===== Data records =====

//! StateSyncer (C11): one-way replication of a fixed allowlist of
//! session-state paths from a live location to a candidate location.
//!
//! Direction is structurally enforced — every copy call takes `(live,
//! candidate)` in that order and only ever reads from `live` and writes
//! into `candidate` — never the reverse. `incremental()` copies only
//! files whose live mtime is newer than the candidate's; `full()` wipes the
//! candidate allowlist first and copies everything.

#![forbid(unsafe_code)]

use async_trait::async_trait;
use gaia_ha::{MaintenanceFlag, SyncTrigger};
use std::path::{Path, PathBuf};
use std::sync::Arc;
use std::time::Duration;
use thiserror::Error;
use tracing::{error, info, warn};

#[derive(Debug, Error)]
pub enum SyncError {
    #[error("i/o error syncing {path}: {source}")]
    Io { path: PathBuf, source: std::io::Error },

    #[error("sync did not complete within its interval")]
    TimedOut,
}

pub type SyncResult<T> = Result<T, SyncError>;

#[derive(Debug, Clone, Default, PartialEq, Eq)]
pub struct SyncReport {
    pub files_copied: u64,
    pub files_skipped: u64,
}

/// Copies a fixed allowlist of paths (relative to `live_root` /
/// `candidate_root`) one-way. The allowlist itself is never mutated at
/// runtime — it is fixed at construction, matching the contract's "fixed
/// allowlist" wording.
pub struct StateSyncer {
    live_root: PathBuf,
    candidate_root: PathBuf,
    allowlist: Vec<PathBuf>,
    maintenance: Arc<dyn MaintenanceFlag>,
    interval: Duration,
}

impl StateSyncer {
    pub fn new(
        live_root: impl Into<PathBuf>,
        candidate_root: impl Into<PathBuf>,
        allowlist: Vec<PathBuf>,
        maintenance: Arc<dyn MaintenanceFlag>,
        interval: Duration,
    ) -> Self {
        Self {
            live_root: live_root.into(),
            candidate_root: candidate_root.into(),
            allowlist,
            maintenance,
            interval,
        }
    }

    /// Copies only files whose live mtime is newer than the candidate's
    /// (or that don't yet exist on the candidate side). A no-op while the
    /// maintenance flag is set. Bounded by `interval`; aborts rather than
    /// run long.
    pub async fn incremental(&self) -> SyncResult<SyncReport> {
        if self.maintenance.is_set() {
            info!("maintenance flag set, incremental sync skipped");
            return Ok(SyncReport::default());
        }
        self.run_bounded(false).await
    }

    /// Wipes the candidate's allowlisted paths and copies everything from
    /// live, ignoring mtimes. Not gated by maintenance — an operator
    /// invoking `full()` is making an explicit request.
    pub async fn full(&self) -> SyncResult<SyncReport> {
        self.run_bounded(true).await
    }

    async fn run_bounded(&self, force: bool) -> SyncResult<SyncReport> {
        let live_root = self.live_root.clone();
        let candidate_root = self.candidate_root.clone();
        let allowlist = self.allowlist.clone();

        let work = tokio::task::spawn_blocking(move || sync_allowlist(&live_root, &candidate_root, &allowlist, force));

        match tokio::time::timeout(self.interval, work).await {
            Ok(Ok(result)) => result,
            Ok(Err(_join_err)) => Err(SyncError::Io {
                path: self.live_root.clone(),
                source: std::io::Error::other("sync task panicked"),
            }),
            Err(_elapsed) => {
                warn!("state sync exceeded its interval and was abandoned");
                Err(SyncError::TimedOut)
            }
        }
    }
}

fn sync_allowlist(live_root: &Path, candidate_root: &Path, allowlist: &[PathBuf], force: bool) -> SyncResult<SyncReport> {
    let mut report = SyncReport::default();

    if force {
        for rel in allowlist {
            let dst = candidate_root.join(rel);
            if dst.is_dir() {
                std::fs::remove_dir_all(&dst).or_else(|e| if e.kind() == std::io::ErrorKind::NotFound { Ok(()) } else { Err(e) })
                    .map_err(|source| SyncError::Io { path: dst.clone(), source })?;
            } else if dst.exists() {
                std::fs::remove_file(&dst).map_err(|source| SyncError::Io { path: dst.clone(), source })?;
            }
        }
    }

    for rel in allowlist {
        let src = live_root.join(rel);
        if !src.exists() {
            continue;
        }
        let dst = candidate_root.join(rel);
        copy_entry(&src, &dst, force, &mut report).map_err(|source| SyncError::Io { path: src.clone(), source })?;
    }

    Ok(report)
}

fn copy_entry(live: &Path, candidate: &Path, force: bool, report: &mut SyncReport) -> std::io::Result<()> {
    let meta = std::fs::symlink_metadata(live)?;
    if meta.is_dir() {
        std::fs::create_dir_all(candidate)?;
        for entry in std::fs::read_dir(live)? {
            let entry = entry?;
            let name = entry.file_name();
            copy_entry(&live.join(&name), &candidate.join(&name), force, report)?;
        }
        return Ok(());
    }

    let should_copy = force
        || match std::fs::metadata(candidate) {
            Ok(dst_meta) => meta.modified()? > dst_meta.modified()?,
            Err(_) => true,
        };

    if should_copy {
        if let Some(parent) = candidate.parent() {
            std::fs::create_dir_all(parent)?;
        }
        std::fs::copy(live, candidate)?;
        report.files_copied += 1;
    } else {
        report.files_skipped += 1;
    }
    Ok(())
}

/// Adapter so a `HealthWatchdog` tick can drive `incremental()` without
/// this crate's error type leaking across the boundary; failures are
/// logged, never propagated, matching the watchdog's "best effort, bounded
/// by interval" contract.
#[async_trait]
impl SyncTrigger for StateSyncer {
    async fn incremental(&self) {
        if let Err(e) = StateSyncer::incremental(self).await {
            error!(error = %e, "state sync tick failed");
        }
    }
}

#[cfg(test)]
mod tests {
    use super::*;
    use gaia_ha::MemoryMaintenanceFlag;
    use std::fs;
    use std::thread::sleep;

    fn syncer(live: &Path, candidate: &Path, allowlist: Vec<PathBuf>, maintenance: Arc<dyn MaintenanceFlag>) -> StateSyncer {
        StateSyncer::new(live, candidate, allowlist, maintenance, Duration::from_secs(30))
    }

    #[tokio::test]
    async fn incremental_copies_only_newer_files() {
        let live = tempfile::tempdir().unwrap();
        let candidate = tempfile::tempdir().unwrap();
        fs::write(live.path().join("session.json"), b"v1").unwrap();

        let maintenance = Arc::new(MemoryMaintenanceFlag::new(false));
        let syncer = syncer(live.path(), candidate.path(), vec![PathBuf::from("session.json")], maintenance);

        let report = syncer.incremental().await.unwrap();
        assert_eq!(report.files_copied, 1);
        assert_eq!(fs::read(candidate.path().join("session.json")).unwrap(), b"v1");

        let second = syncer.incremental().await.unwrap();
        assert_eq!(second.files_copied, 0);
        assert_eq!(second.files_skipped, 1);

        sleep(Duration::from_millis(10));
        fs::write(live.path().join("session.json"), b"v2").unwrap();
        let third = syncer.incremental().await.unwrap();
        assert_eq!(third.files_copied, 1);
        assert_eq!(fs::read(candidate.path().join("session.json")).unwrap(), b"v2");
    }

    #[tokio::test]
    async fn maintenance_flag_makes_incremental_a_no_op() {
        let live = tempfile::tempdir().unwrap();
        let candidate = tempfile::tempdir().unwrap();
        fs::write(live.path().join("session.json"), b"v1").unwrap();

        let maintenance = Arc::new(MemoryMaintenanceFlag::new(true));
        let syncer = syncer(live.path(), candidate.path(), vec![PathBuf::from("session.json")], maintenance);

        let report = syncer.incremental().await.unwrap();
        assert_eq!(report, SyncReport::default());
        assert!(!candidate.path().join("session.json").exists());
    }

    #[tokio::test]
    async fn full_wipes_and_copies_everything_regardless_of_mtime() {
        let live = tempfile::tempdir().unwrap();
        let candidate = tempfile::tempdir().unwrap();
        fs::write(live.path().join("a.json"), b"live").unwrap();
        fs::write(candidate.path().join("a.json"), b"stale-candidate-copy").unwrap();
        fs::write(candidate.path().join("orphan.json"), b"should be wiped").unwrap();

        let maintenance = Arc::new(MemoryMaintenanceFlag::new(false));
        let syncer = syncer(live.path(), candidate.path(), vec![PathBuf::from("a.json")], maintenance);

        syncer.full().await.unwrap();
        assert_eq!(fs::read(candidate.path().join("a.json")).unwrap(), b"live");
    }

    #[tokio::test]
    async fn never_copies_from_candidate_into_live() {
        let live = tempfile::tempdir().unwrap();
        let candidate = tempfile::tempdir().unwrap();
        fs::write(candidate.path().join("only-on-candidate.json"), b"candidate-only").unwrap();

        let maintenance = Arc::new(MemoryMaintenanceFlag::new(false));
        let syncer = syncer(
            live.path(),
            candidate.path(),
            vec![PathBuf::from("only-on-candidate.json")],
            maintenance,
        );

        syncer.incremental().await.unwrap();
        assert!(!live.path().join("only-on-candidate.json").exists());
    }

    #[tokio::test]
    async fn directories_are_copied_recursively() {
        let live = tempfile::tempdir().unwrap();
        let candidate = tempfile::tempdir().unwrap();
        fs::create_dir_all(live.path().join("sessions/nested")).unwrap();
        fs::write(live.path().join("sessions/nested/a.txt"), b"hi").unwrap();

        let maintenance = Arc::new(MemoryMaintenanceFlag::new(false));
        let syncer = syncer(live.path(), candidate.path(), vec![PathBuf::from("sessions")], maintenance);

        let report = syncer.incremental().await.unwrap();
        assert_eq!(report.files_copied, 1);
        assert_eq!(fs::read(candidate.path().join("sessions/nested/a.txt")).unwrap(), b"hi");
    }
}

=====

Work item - From the entries above, extract each line containing "StateSyncer".

Exercise output -
//! StateSyncer (C11): one-way replication of a fixed allowlist of
pub struct StateSyncer {
impl StateSyncer {
impl SyncTrigger for StateSyncer {
        if let Err(e) = StateSyncer::incremental(self).await {
    fn syncer(live: &Path, candidate: &Path, allowlist: Vec<PathBuf>, maintenance: Arc<dyn MaintenanceFlag>) -> StateSyncer {
        StateSyncer::new(live, candidate, allowlist, maintenance, Duration::from_secs(30))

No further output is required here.